- ACTIVITY -
Each entry below must appear in the output exactly as written.

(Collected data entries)
use luadeob_parser::{LineIndex, ParseError, RenameError};
use std::path::PathBuf;
use thiserror::Error;

/// Core error type for luadeob operations.
#[derive(Error, Debug)]
pub enum Error {
    #[error("IO error: {0}")]
    Io(#[from] std::io::Error),

    #[error("Failed to read config at {path}: {source}")]
    ConfigRead {
        path: PathBuf,
        #[source]
        source: std::io::Error,
    },

    #[error("Failed to parse config at {path}: {source}")]
    ConfigParse {
        path: PathBuf,
        #[source]
        source: serde_json::Error,
    },

    #[error("Parse error at line {line}, column {column}: {message}")]
    Parse {
        message: String,
        line: u32,
        column: u32,
    },

    #[error("{0}")]
    Structural(#[from] RenameError),

    #[error("Input is {size} bytes, limit is {limit} bytes")]
    InputTooLarge { size: usize, limit: usize },
}

impl Error {
    /// Build a parse error with a 1-indexed position into `source`.
    #[must_use]
    pub fn parse(err: &ParseError, source: &str) -> Self {
        let (line, column) = LineIndex::new(source).position(err.span.start);
        Self::Parse {
            message: err.message.clone(),
            line,
            column,
        }
    }

    /// Stable machine-readable error code.
    #[must_use]
    pub fn code(&self) -> &'static str {
        match self {
            Self::Io(_) => "IO_ERROR",
            Self::ConfigRead { .. }
            | Self::ConfigParse { .. }
            | Self::Structural(RenameError::InvalidPrefix { .. }) => "CONFIG_ERROR",
            Self::Parse { .. } => "PARSE_ERROR",
            Self::Structural(RenameError::GeneratorExhausted { .. }) => "GENERATOR_EXHAUSTED",
            Self::Structural(_) => "STRUCTURAL_ERROR",
            Self::InputTooLarge { .. } => "INPUT_TOO_LARGE",
        }
    }
}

- COMPLETED TASK -
use luadeob_parser::{LineIndex, ParseError, RenameError};
use std::path::PathBuf;
use thiserror::Error;

/// Core error type for luadeob operations.
#[derive(Error, Debug)]
pub enum Error {
    #[error("IO error: {0}")]
    Io(#[from] std::io::Error),

    #[error("Failed to read config at {path}: {source}")]
    ConfigRead {
        path: PathBuf,
        #[source]
        source: std::io::Error,
    },

    #[error("Failed to parse config at {path}: {source}")]
    ConfigParse {
        path: PathBuf,
        #[source]
        source: serde_json::Error,
    },

    #[error("Parse error at line {line}, column {column}: {message}")]
    Parse {
        message: String,
        line: u32,
        column: u32,
    },

    #[error("{0}")]
    Structural(#[from] RenameError),

    #[error("Input is {size} bytes, limit is {limit} bytes")]
    InputTooLarge { size: usize, limit: usize },
}

impl Error {
    /// Build a parse error with a 1-indexed position into `source`.
    #[must_use]
    pub fn parse(err: &ParseError, source: &str) -> Self {
        let (line, column) = LineIndex::new(source).position(err.span.start);
        Self::Parse {
            message: err.message.clone(),
            line,
            column,
        }
    }

    /// Stable machine-readable error code.
    #[must_use]
    pub fn code(&self) -> &'static str {
        match self {
            Self::Io(_) => "IO_ERROR",
            Self::ConfigRead { .. }
            | Self::ConfigParse { .. }
            | Self::Structural(RenameError::InvalidPrefix { .. }) => "CONFIG_ERROR",
            Self::Parse { .. } => "PARSE_ERROR",
            Self::Structural(RenameError::GeneratorExhausted { .. }) => "GENERATOR_EXHAUSTED",
            Self::Structural(_) => "STRUCTURAL_ERROR",
            Self::InputTooLarge { .. } => "INPUT_TOO_LARGE",
        }
    }
}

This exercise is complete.